Why did you choose to study this Masters course at Cranfield?

I came to Cranfield straight from my undergraduate degree, with hopes to expand my knowledge in renewable energy engineering and sustainability. I also wanted to learn engineering skills that would help when working in the sector.

During my chemistry course, I became increasingly aware of the impact of different industries on the climate and how the skills and experience I was gaining could be used to help combat this.

With energy production and consumption being the common factor and source of emissions across all sectors, the potential of renewable energy inspired me to want to learn more.

My aim was to build on my existing knowledge and do something that has a direct impact towards building a more sustainable world through technology, community building, awareness and behaviour change. The engineering route of the renewable energy course at Cranfield aligned perfectly with this purpose.

How did you fund your Masters?

I was lucky enough to receive the Brian Meredith Net Zero Scholarship from Green Future Investments Ltd to provide funding for the course.

Tell us a bit about the course and how it was assessed.

The course begins with five months of two-week modules, introducing key renewable energy technologies and engineering skills.
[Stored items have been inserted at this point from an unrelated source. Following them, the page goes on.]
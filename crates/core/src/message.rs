//! Message domain types.
//!
//! A generation request is always a two-message exchange: the assembled
//! system instructions followed by a single user message (the day's input).

use chrono::{DateTime, Utc};
use serde::{Deserialize, Serialize};
use uuid::Uuid;

/// The role of a message sender in a generation request.
#[derive(Debug, Clone, PartialEq, Eq, Serialize, Deserialize)]
#[serde(rename_all = "lowercase")]
pub enum Role {
    /// The writer (daily input, newsletter content)
    User,
    /// The generation engine
    Assistant,
    /// Assembled instructions (persona memory, lens, editorial guidance)
    System,
}

/// A single message sent to or received from a generation engine.
#[derive(Debug, Clone, Serialize, Deserialize)]
pub struct Message {
    /// Unique message ID
    pub id: String,

    /// Who sent this message
    pub role: Role,

    /// The text content
    pub content: String,

    /// Timestamp
    pub timestamp: DateTime<Utc>,
}

impl Message {
    fn with_role(role: Role, content: impl Into<String>) -> Self {
        Self {
            id: Uuid::new_v4().to_string(),
            role,
            content: content.into(),
            timestamp: Utc::now(),
        }
    }

    /// Create a new user message.
    pub fn user(content: impl Into<String>) -> Self {
        Self::with_role(Role::User, content)
    }

    /// Create a new assistant message.
    pub fn assistant(content: impl Into<String>) -> Self {
        Self::with_role(Role::Assistant, content)
    }

    /// Create a new system message.
    pub fn system(content: impl Into<String>) -> Self {
        Self::with_role(Role::System, content)
    }
}

#[cfg(test)]
mod tests {
    use super::*;

    #[test]
    fn create_user_message() {
        let msg = Message::user("Daily input");
        assert_eq!(msg.role, Role::User);
        assert_eq!(msg.content, "Daily input");
        assert!(!msg.id.is_empty());
    }

    #[test]
    fn role_serializes_lowercase() {
        let msg = Message::system("Be concise");
        let json = serde_json::to_string(&msg).unwrap();
        assert!(json.contains("\"role\":\"system\""));
        let back: Message = serde_json::from_str(&json).unwrap();
        assert_eq!(back.role, Role::System);
    }
}
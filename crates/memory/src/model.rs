//! The persona memory document and its prompt rendering.

use chrono::Local;
use serde::{Deserialize, Serialize};

/// A sample of the writer's real prose.
#[derive(Debug, Clone, PartialEq, Eq, Serialize, Deserialize)]
pub struct VoiceExample {
    pub title: String,
    pub content: String,
    /// Local ISO-8601 timestamp of when the example was added
    #[serde(default)]
    pub added: String,
}

impl VoiceExample {
    /// A new example stamped with the current local time.
    pub fn new(title: impl Into<String>, content: impl Into<String>) -> Self {
        Self {
            title: title.into(),
            content: content.into(),
            added: timestamp_now(),
        }
    }
}

/// Where the writer is right now. Written by the context updater.
#[derive(Debug, Clone, Default, PartialEq, Eq, Serialize, Deserialize)]
pub struct CurrentState {
    #[serde(default)]
    pub phase: String,
    #[serde(default)]
    pub energy: String,
    #[serde(default)]
    pub focus: Vec<String>,
    #[serde(default)]
    pub avoid_this_week: Vec<String>,
}

/// Everything the pipeline knows about the writer's voice.
///
/// `voice_donts`, `style_notes` and `context_memories` hold distinct
/// strings in insertion order; `voice_examples` may repeat titles.
#[derive(Debug, Clone, Default, PartialEq, Eq, Serialize, Deserialize)]
pub struct PersonaMemory {
    #[serde(default)]
    pub voice_examples: Vec<VoiceExample>,
    #[serde(default)]
    pub voice_donts: Vec<String>,
    #[serde(default)]
    pub style_notes: Vec<String>,
    #[serde(default)]
    pub context_memories: Vec<String>,
    #[serde(default)]
    pub current_projects: Vec<String>,
    #[serde(default, skip_serializing_if = "Option::is_none")]
    pub current_state: Option<CurrentState>,
}

pub const VOICE_EXAMPLES_HEADER: &str = "=== VOICE EXAMPLES (Your Actual Writing) ===";
pub const VOICE_DONTS_HEADER: &str = "=== NEVER USE THESE PHRASES ===";
pub const STYLE_NOTES_HEADER: &str = "=== ADDITIONAL STYLE NOTES ===";
pub const CONTEXT_HEADER: &str = "=== CONTEXT & BACKGROUND ===";
pub const PROJECTS_HEADER: &str = "=== CURRENT PROJECTS ===";

impl PersonaMemory {
    /// Append `value` to `list` unless an identical string is present.
    /// Returns whether it was appended.
    pub fn push_unique(list: &mut Vec<String>, value: &str) -> bool {
        if list.iter().any(|v| v == value) {
            return false;
        }
        list.push(value.to_string());
        true
    }

    pub fn is_empty(&self) -> bool {
        self.voice_examples.is_empty()
            && self.voice_donts.is_empty()
            && self.style_notes.is_empty()
            && self.context_memories.is_empty()
            && self.current_projects.is_empty()
    }

    /// Compose `base` with every non-empty memory section, in fixed order.
    pub fn render(&self, base: &str) -> String {
        let mut out = String::with_capacity(base.len() + 2);
        out.push_str(base);
        out.push_str("\n\n");

        if !self.voice_examples.is_empty() {
            out.push_str(VOICE_EXAMPLES_HEADER);
            out.push_str("\n\n");
            for example in &self.voice_examples {
                out.push_str(&format!("{}:\n{}\n\n", example.title, example.content));
            }
        }

        render_list(&mut out, VOICE_DONTS_HEADER, &self.voice_donts);
        render_list(&mut out, STYLE_NOTES_HEADER, &self.style_notes);
        render_list(&mut out, CONTEXT_HEADER, &self.context_memories);
        render_list(&mut out, PROJECTS_HEADER, &self.current_projects);

        out
    }
}

fn render_list(out: &mut String, header: &str, items: &[String]) {
    if items.is_empty() {
        return;
    }
    out.push_str(header);
    out.push_str("\n- ");
    out.push_str(&items.join("\n- "));
    out.push_str("\n\n");
}

/// Current local time as a naive ISO-8601 string.
pub fn timestamp_now() -> String {
    Local::now().format("%Y-%m-%dT%H:%M:%S%.6f").to_string()
}
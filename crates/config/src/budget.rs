//! Prompt character budget.

use crate::ConfigError;
use serde::{Deserialize, Serialize};
use std::path::Path;

/// A persona-memory category the budget enforcer may trim.
#[derive(Debug, Clone, Copy, PartialEq, Eq, Hash, Serialize, Deserialize)]
#[serde(rename_all = "snake_case")]
pub enum PruneCategory {
    VoiceExamples,
    StyleNotes,
}

impl PruneCategory {
    /// Items that are never pruned away.
    pub fn floor(&self) -> usize {
        match self {
            Self::VoiceExamples => 3,
            Self::StyleNotes => 5,
        }
    }

    pub fn as_str(&self) -> &'static str {
        match self {
            Self::VoiceExamples => "voice_examples",
            Self::StyleNotes => "style_notes",
        }
    }
}

impl std::fmt::Display for PruneCategory {
    fn fmt(&self, f: &mut std::fmt::Formatter<'_>) -> std::fmt::Result {
        f.write_str(self.as_str())
    }
}

/// Soft target, hard limit, and the categories to trim, in priority order.
#[derive(Debug, Clone, PartialEq, Eq, Serialize, Deserialize)]
pub struct BudgetConfig {
    pub target_chars: usize,
    pub hard_limit: usize,
    #[serde(default = "default_prune_order")]
    pub prune_order: Vec<PruneCategory>,
}

fn default_prune_order() -> Vec<PruneCategory> {
    vec![PruneCategory::VoiceExamples, PruneCategory::StyleNotes]
}

impl Default for BudgetConfig {
    fn default() -> Self {
        Self {
            target_chars: 12_000,
            hard_limit: 16_000,
            prune_order: default_prune_order(),
        }
    }
}

impl BudgetConfig {
    /// Load from a JSON document.
    ///
    /// A missing file yields the built-in default. A file that exists but
    /// does not parse or validate is an error.
    pub fn load(path: &Path) -> Result<Self, ConfigError> {
        if !path.exists() {
            tracing::info!(path = %path.display(), "No budget file found, using defaults");
            return Ok(Self::default());
        }

        let content = std::fs::read_to_string(path).map_err(|e| ConfigError::ReadError {
            path: path.to_path_buf(),
            reason: e.to_string(),
        })?;

        let budget: Self = serde_json::from_str(&content).map_err(|e| ConfigError::ParseError {
            path: path.to_path_buf(),
            reason: e.to_string(),
        })?;

        budget.validate()?;
        Ok(budget)
    }

    pub fn validate(&self) -> Result<(), ConfigError> {
        if self.target_chars == 0 {
            return Err(ConfigError::ValidationError(
                "budget target_chars must be > 0".into(),
            ));
        }
        if self.hard_limit < self.target_chars {
            return Err(ConfigError::ValidationError(format!(
                "budget hard_limit ({}) must be >= target_chars ({})",
                self.hard_limit, self.target_chars
            )));
        }
        for (i, category) in self.prune_order.iter().enumerate() {
            if self.prune_order[..i].contains(category) {
                return Err(ConfigError::ValidationError(format!(
                    "budget prune_order lists '{category}' more than once"
                )));
            }
        }
        Ok(())
    }
}
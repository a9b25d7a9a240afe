//! # ZABAL Core
//!
//! Domain types, traits, and error definitions for the ZABAL writing
//! pipeline. Every other crate depends inward on this one.
//!
//! The generation engine is the [`Provider`] trait; HTTP implementations
//! live in `zabal-providers`.

pub mod artifact;
pub mod diagnostics;
pub mod error;
pub mod message;
pub mod provider;

// Re-export key types at crate root for ergonomics
pub use artifact::{ContentType, GeneratedArtifact};
pub use diagnostics::{Diagnostics, Verbosity};
pub use error::{MemoryError, ProviderError};
pub use message::{Message, Role};
pub use provider::{Provider, ProviderRequest, ProviderResponse, Usage};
One of my favourite modules was 'Solar Engineering' where we were able to design a concentrated solar power (CSP) plant for a building within our chosen industry, to demonstrate its decarbonisation potential and consider other social, economic and political parameters affecting its feasibility.

The eight modules (40% of the final grade) were assessed through an assignment at the end of each two-week period, which is built on throughout the module.

The lectures are interactive and often involve mini group exercises and short tasks to apply the content to real-world examples.

After the taught modules, there's the ten-week group project (20% of the final grade), assessed by a written report and an oral presentation on a topic of our choosing, supported by a group tutor.

Finally, we had to complete an individual thesis (40% of the final grade), which involves a written report and poster presentation on a topic of your choosing and is often done in partnership with an industrial sponsor.

How did postgraduate life differ to that of an undergraduate?

We were given much more autonomy over our time management and could make choices on topics throughout the assignments.

As postgraduate students, we were encouraged to take the initiative with assignments and forge relationships between ourselves and the lecturers.

What are your career ambitions?

To develop a strong understanding of engineering operations and considerations within renewable energy projects, while becoming an advocate for positive social impact through renewable energy projects and ensure a just energy transition across the globe.

Ultimately, I'd like to work as a project manager on community-based renewables projects.

What tips would you give to others considering a Masters degree in this field?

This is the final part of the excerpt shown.